Mathematics, 2025, vol. 13, issue 23, 1-31

Abstract: This study examines the nonlinear dynamical behavior of a Van der Waals system in the viscosity–capillarity regularization form. The solitary wave solutions of the proposed model are investigated using advanced analytical techniques, including the generalized Arnous method, the modified generalized Riccati equation mapping method, and the modified F-expansion approach. Additionally, we use mathematical simulations to enhance our comprehension of wave propagation. Moreover, a machine learning algorithm known as the multilayer perceptron regressor neural network was adopted to predict the performance results of our soliton solutions. Another important aspect of this study is the exploration of the chaos of the studied model by introducing a perturbed system.

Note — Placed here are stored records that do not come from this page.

impl LlmClient {
    /// Build a client from configuration. Performs no network I/O.
    pub fn new(config: &HarnessConfig) -> Result<Self, ConfigError> {
        Self::builder(config).build()
    }

    pub fn builder(config: &HarnessConfig) -> LlmClientBuilder {
        LlmClientBuilder::from_config(config)
    }

    /// Model id as configured, routing prefix included.
    pub fn model(&self) -> &str {
        &self.model
    }

    pub fn base_url(&self) -> &str {
        &self.base_url
    }

    pub fn usage_id(&self) -> &str {
        &self.usage_id
    }

    pub fn wire_format(&self) -> WireFormat {
        self.route.format
    }

    /// Snapshot of the usage accumulated by this client and its clones.
    pub fn metrics(&self) -> Metrics {
        self.telemetry.metrics()
    }

    pub fn telemetry(&self) -> &TelemetryEngine {
        &self.telemetry
    }

    pub fn catalog(&self) -> &ExporterCatalog {
        &self.catalog
    }

    /// Exporter names in effect for the next call.
    pub fn active_exporters(&self) -> Vec<String> {
        match &self.exporters {
            ExporterSelection::Process => enabled_exporters().to_vec(),
            ExporterSelection::Explicit(names) => names.clone(),
        }
    }

    /// Issue a streamed chat request.
    ///
    /// The request is sent before this returns; the answer is read by
    /// [`ResponseStream::collect_text`], which also closes and exports the
    /// trace. A send failure is recorded and exported before it is returned.
    pub async fn request(
        &self,
        messages: Vec<Message>,
        metadata: RequestMetadata,
    ) -> Result<ResponseStream, ProviderError> {
        let trace_id = self.open_trace(&metadata, messages_json(&messages));
        let prompt_estimate = estimate_prompt(&messages);
        let span = Span::llm_call(&self.model).with_input(messages_json(&messages));

        let mut request = ProviderRequest::new(&self.route.wire_model, messages);
        request.stream = true;

        info!(model = %self.model, trace_id = %trace_id, "Sending streamed request");
        match self.provider.stream(request).await {
            Ok(rx) => Ok(ResponseStream {
                client: self.clone(),
                trace_id,
                span,
                prompt_estimate,
                rx,
            }),
            Err(e) => {
                self.record_llm_span(&trace_id, span, Err(&e), prompt_estimate);
                self.close_trace(&trace_id, json!({ "error": e.to_string() }))
                    .await;
                Err(e)
            }
        }
    }

    /// One aggregate call in its own trace.
    pub async fn complete(
        &self,
        messages: Vec<Message>,
        tools: Vec<ToolDefinition>,
        metadata: RequestMetadata,
    ) -> Result<ProviderResponse, ProviderError> {
        let trace_id = self.open_trace(&metadata, messages_json(&messages));
        let result = self.complete_traced(&trace_id, None, &messages, &tools).await;
        let output = match &result {
            Ok(resp) => json!(resp.message.content),
            Err(e) => json!({ "error": e.to_string() }),
        };
        self.close_trace(&trace_id, output).await;
        result
    }

    /// Open a trace labelled from `metadata`; returns its id.
    pub fn open_trace(&self, metadata: &RequestMetadata, input: Value) -> String {
        let mut info = TraceInfo::new(
            metadata
                .trace_name
                .clone()
                .unwrap_or_else(|| DEFAULT_TRACE_NAME.to_string()),
        );
        info.session_id = metadata.session_id.clone();
        info.tags = metadata.tags.clone();
        info.input = input;
        info.metadata.insert("usage_id".into(), json!(self.usage_id));
        info.metadata.insert("model".into(), json!(self.model));
        info.metadata.insert("provider".into(), json!(self.provider.name()));
        self.telemetry.start_trace(info)
    }

    /// An aggregate call recorded as an LLM span in an open trace.
    pub async fn complete_traced(
        &self,
        trace_id: &str,
        parent_span: Option<&str>,
        messages: &[Message],
        tools: &[ToolDefinition],
    ) -> Result<ProviderResponse, ProviderError> {
        let prompt_estimate = estimate_prompt(messages);
        let mut span = Span::llm_call(&self.model).with_input(messages_json(messages));
        if let Some(parent) = parent_span {
            span = span.with_parent(parent);
        }

        let mut request = ProviderRequest::new(&self.route.wire_model, messages.to_vec());
        request.tools = tools.to_vec();

        debug!(model = %self.model, trace_id, tools = tools.len(), "Sending completion");
        let result = self.provider.complete(request).await;
        match &result {
            Ok(resp) => {
                let output = json!({
                    "content": resp.message.content,
                    "tool_calls": resp.message.tool_calls,
                });
                let completion_estimate = resp.message.estimated_tokens();
                self.record_llm_span(
                    trace_id,
                    span,
                    Ok((output, resp.usage, completion_estimate)),
                    prompt_estimate,
                );
            }
            Err(e) => self.record_llm_span(trace_id, span, Err(e), prompt_estimate),
        }
        result
    }

    /// Record a non-LLM span (tool execution, agent run) in an open trace.
    pub fn record_span(&self, trace_id: &str, span: Span) {
        self.telemetry.record_span(trace_id, span);
    }

    /// Close a trace and send it to the active exporters.
    pub async fn close_trace(&self, trace_id: &str, output: Value) -> Option<Trace> {
        let trace = self.telemetry.end_trace(trace_id, output)?;
        let names = self.active_exporters();
        let delivered = self.catalog.export(&names, &trace).await;
        debug!(trace_id, exporters = ?names, delivered, "Trace closed");
        Some(trace)
    }

    fn record_llm_span(
        &self,
        trace_id: &str,
        mut span: Span,
        outcome: Result<(Value, Option<Usage>, u32), &ProviderError>,
        prompt_estimate: u32,
    ) {
        match outcome {
            Ok((output, usage, completion_estimate)) => {
                let usage = usage.unwrap_or_else(|| {
                    span.metadata.insert("usage_estimated".into(), json!(true));
                    Usage::new(prompt_estimate, completion_estimate)
                });
                let cost = self.telemetry.compute_cost(
                    &self.model,
                    usage.prompt_tokens,
                    usage.completion_tokens,
                );
                span.record_tokens(usage.prompt_tokens, usage.completion_tokens, cost);
                span.output = output;
                span.end(true);
            }
            Err(e) => span.fail(e.to_string()),
        }
        self.telemetry.record_span(trace_id, span);
    }
}

/// A streamed answer. Finite and single-use: draining consumes it.
pub struct ResponseStream {
    client: LlmClient,
    trace_id: String,
    span: Span,
    prompt_estimate: u32,
    rx: ChunkReceiver,
}

impl ResponseStream {
    pub fn trace_id(&self) -> &str {
        &self.trace_id
    }

    /// Drain the stream into one string.
    ///
    /// Empty fragments are skipped. A stream that ends with no content at
    /// all is [`ProviderError::EmptyStream`]. Either way the call is
    /// recorded and the trace exported before this returns.
    pub async fn collect_text(mut self) -> Result<String, ProviderError> {
        let mut text = String::new();
        let mut fragments = 0usize;
        let mut usage = None;

        let outcome = loop {
            match self.rx.recv().await {
                Some(Ok(chunk)) => {
                    if let Some(content) = chunk.content.filter(|c| !c.is_empty()) {
                        text.push_str(&content);
                        fragments += 1;
                    }
                    if chunk.usage.is_some() {
                        usage = chunk.usage;
                    }
                    if chunk.done {
                        break Ok(());
                    }
                }
                Some(Err(e)) => break Err(e),
                None => break Ok(()),
            }
        };
        let outcome = outcome.and_then(|()| {
            if fragments == 0 {
                Err(ProviderError::EmptyStream)
            } else {
                Ok(())
            }
        });

        let client = &self.client;
        match outcome {
            Ok(()) => {
                let completion_estimate =
                    u32::try_from(text.len().div_ceil(4)).unwrap_or(u32::MAX);
                client.record_llm_span(
                    &self.trace_id,
                    self.span,
                    Ok((json!(text), usage, completion_estimate)),
                    self.prompt_estimate,
                );
                client.close_trace(&self.trace_id, json!(text)).await;
                debug!(trace_id = %self.trace_id, fragments, chars = text.len(), "Stream drained");
                Ok(text)
            }
            Err(e) => {
                client.record_llm_span(&self.trace_id, self.span, Err(&e), self.prompt_estimate);
                client
                    .close_trace(&self.trace_id, json!({ "error": e.to_string() }))
                    .await;
                Err(e)
            }
        }
    }
}
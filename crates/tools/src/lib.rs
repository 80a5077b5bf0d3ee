//! Built-in tools for the tracecheck agent.
//!
//! The agent gets exactly three capabilities, all confined to one
//! workspace directory: a terminal, a file editor and a task tracker.

pub mod file_editor;
pub mod path;
pub mod task_tracker;
pub mod terminal;

pub use file_editor::FileEditorTool;
pub use path::{PathValidationError, Workspace};
pub use task_tracker::{Task, TaskStatus, TaskTrackerTool};
pub use terminal::TerminalTool;

use std::path::Path;
use tracecheck_core::tool::ToolRegistry;

/// Registry with the terminal, file editor and task tracker bound to
/// `workspace`. A non-empty `allowed_commands` limits the terminal to those
/// programs.
pub fn default_registry(
    workspace: &Path,
    allowed_commands: &[String],
) -> Result<ToolRegistry, PathValidationError> {
    let workspace = Workspace::new(workspace)?;
    let mut registry = ToolRegistry::new();
    registry.register(Box::new(
        TerminalTool::new(workspace.clone()).with_allowlist(allowed_commands.to_vec()),
    ));
    registry.register(Box::new(FileEditorTool::new(workspace)));
    registry.register(Box::new(TaskTrackerTool::new()));
    Ok(registry)
}
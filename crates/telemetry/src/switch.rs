//! The telemetry switch: which exporters receive traces.
//!
//! The process-wide registry is written once at startup, before any client
//! call, and read by every client on every call afterwards. Re-setting the
//! same list is a no-op; a different list after the first write is refused.
//!
//! Clients that need their own selection (tests, several differently
//! configured clients in one process) pass an explicit list instead of
//! consulting the global.

use crate::TelemetryError;
use std::sync::OnceLock;

static GLOBAL: ExporterRegistry = ExporterRegistry::new();

/// A write-once list of enabled exporter names.
#[derive(Debug, Default)]
pub struct ExporterRegistry {
    enabled: OnceLock<Vec<String>>,
}

impl ExporterRegistry {
    pub const fn new() -> Self {
        Self {
            enabled: OnceLock::new(),
        }
    }

    /// The process-wide registry.
    pub fn global() -> &'static ExporterRegistry {
        &GLOBAL
    }

    /// Enable the given exporters.
    ///
    /// Names are trimmed, lowercased and de-duplicated (first occurrence
    /// wins). Calling again with a list that normalizes to the same value
    /// succeeds without change.
    pub fn set_enabled_exporters<I, S>(&self, names: I) -> Result<&[String], TelemetryError>
    where
        I: IntoIterator<Item = S>,
        S: AsRef<str>,
    {
        let requested = normalize(names);
        let current = self.enabled.get_or_init(|| requested.clone());
        if *current != requested {
            return Err(TelemetryError::SwitchAlreadySet {
                current: current.clone(),
                requested,
            });
        }
        tracing::debug!(exporters = ?current, "Telemetry exporters enabled");
        Ok(current)
    }

    /// Currently enabled exporters; empty until the switch is set.
    pub fn enabled(&self) -> &[String] {
        self.enabled.get().map(Vec::as_slice).unwrap_or(&[])
    }

    pub fn is_set(&self) -> bool {
        self.enabled.get().is_some()
    }
}

/// Enable exporters on the process-wide registry.
pub fn set_enabled_exporters<I, S>(names: I) -> Result<&'static [String], TelemetryError>
where
    I: IntoIterator<Item = S>,
    S: AsRef<str>,
{
    GLOBAL.set_enabled_exporters(names)
}

/// Exporters enabled on the process-wide registry.
pub fn enabled_exporters() -> &'static [String] {
    GLOBAL.enabled()
}

fn normalize<I, S>(names: I) -> Vec<String>
where
    I: IntoIterator<Item = S>,
    S: AsRef<str>,
{
    let mut out: Vec<String> = Vec::new();
    for name in names {
        let name = name.as_ref().trim().to_ascii_lowercase();
        if !name.is_empty() && !out.contains(&name) {
            out.push(name);
        }
    }
    out
}
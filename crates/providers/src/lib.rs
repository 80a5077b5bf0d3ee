//! Model endpoints for tracecheck.
//!
//! Two wire formats implement `tracecheck_core::Provider`: OpenAI-style chat
//! completions and the Anthropic Messages API. The router picks one from the
//! model id, and [`LlmClient`] wraps the result with tracing and usage
//! accounting.

pub mod anthropic;
pub mod client;
pub mod openai_compat;
pub mod router;
mod wire;

pub use anthropic::AnthropicProvider;
pub use client::{ExporterSelection, LlmClient, LlmClientBuilder, ResponseStream};
pub use openai_compat::OpenAiCompatProvider;
pub use router::{ModelRoute, WireFormat, build_provider, route};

Chaotic analysis is supported by different techniques, such as return maps, power spectra, a bifurcation diagram, and a chaotic attractor. This multifaceted investigation not only emphasizes the rich dynamical pattern of the studied model but also presents a robust mathematical framework for studying nonlinear systems. The studied model also presents a robust mathematical framework for studying nonlinear systems. This study offers novel insights into nonlinear dynamics and wave phenomena by assessing the effectiveness of modern methodologies and clarifying the distinctive characteristics of a system’s nonlinear dynamics.

Keywords: analytical methods; Van der Waals system; machine learning; solitons; Galilean transformation (search for similar items in EconPapers)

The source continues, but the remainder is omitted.